秦王抬着头,直视着御座上的父皇,眼神通红,语气里满是不服与质问,声音洪亮,响彻大殿:“凭什么?!”
“父皇,儿臣敢问,凭什么让成王担任春闱主考?满朝文武,德才兼备者数不胜数,文坛泰斗、清廉重臣比比皆是,为何偏偏选一个整日耽于美色、不问政事的花花公子?这抡才大典,关乎天下苍生,关乎大梁未来,父皇怎能如此偏心,如此草率?儿臣不服,满朝文武都不会服!”
他这番话,说出了所有大臣的心声,却也犯了帝王大忌,当众质疑君命,顶撞父皇,已是大不敬之罪。殿内群臣皆是屏住呼吸,大气都不敢出,生怕这场纷争愈演愈烈,引火烧身。
御座之上,宋远原本平静的面色,瞬间沉了下来,周身的气压骤降,帝王的怒火毫无保留地迸发出来。他猛地一拍龙案,桌上的玉如意、奏折都被震得跳动起来,发出清脆的声响,他站起身,居高临下地看着下方的秦王,眼神冰冷,爆喝一声,声音如同惊雷般在大殿中炸响:“放肆!”
“就凭朕是皇帝!是这大梁王朝的九五之尊!”宋远的声音带着无尽的威严与怒意,字字诛心,“这天下,这朝堂,皆是朕的天下,朕的朝堂,朕想任命谁为主考官,便任命谁,何须向你解释?怎么,朕的亲儿子,如今也要站出来,公然反对朕,忤逆朕的旨意吗?!”
这一声爆喝,带着帝王无上的权威,震得所有人心头一颤,秦王宋骁瞬间脸色惨白,身子微微一颤,原本满腔的怒火与质问,瞬间被这帝王之威压得烟消云散,他张了张嘴,却再也说不出一句话,只能僵在原地,面色铁青,却不敢再反驳。
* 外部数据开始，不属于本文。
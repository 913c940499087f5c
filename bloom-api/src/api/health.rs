//! Health check endpoints
//!
//! `/health` is a liveness check. `/api/health` also asks the Python backend,
//! reporting `degraded` instead of failing when it cannot be reached.

use axum::{extract::State, routing::get, Json, Router};
use bloom_common::api::ApiResponse;
use chrono::Utc;
use serde::Serialize;

use crate::AppState;

/// Health check response
#[derive(Debug, Serialize)]
#[serde(rename_all = "camelCase")]
pub struct HealthResponse {
    /// "ok" or "degraded"
    pub status: String,
    pub service: String,
    pub version: String,
    pub uptime_seconds: u64,
    pub serverless: bool,
    /// Python backend reachability; only reported by `/api/health`
    #[serde(skip_serializing_if = "Option::is_none")]
    pub python_backend: Option<PythonBackendStatus>,
}

#[derive(Debug, Serialize)]
#[serde(rename_all = "camelCase")]
pub struct PythonBackendStatus {
    pub url: String,
    pub reachable: bool,
    #[serde(skip_serializing_if = "Option::is_none")]
    pub error: Option<String>,
}

fn base_health(state: &AppState) -> HealthResponse {
    let uptime = Utc::now().signed_duration_since(state.startup_time);

    HealthResponse {
        status: "ok".to_string(),
        service: "bloom-api".to_string(),
        version: env!("CARGO_PKG_VERSION").to_string(),
        uptime_seconds: uptime.num_seconds().max(0) as u64,
        serverless: state.config.serverless,
        python_backend: None,
    }
}

/// GET /health
pub async fn health_check(State(state): State<AppState>) -> Json<ApiResponse<HealthResponse>> {
    Json(ApiResponse::ok(base_health(&state)))
}

/// GET /api/health
pub async fn api_health_check(State(state): State<AppState>) -> Json<ApiResponse<HealthResponse>> {
    let mut health = base_health(&state);

    let backend = match state.python.health().await {
        Ok(_) => PythonBackendStatus {
            url: state.python.base_url().to_string(),
            reachable: true,
            error: None,
        },
        Err(e) => {
            tracing::warn!(error = %e, "Python backend health check failed");
            health.status = "degraded".to_string();
            PythonBackendStatus {
                url: state.python.base_url().to_string(),
                reachable: false,
                error: Some(e.to_string()),
            }
        }
    };
    health.python_backend = Some(backend);

    Json(ApiResponse::ok(health))
}

/// Build health check routes
pub fn health_routes() -> Router<AppState> {
    Router::new()
        .route("/health", get(health_check))
        .route("/api/health", get(api_health_check))
}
紫宸殿内,瞬间陷入一片死寂,静得能听见众人急促的呼吸声,还有窗外风吹过柳叶的轻响。方才还群情激愤、争相劝谏的文武百官,此刻全都低着头,噤若寒蝉,无人敢再发一言,连呼吸都放得极轻,生怕触怒了龙颜,引来杀身之祸。
帝王之怒,伏尸百万,更何况是在这朝堂之上,君要臣死,臣不得不死,如今陛下已然动怒,无人再敢触碰逆鳞。
宋远冷冷地扫过下方众人,看着跪地的群臣,看着面色惨白的秦王,看着依旧淡然的成王,眼神深邃难测,没有再多说一句话,只是冷冷地吐出两个字:“退朝!”
话音落下,他不等众人行礼,便径直转身,拂袖离去,龙袍的衣角扫过御座,带着无尽的威严与决绝,身后的太监连忙高声唱喏:“陛下起驾——退朝——”
随着帝王的身影消失在殿后屏风之后,紫宸殿内的众人,依旧僵在原地,久久未曾动弹。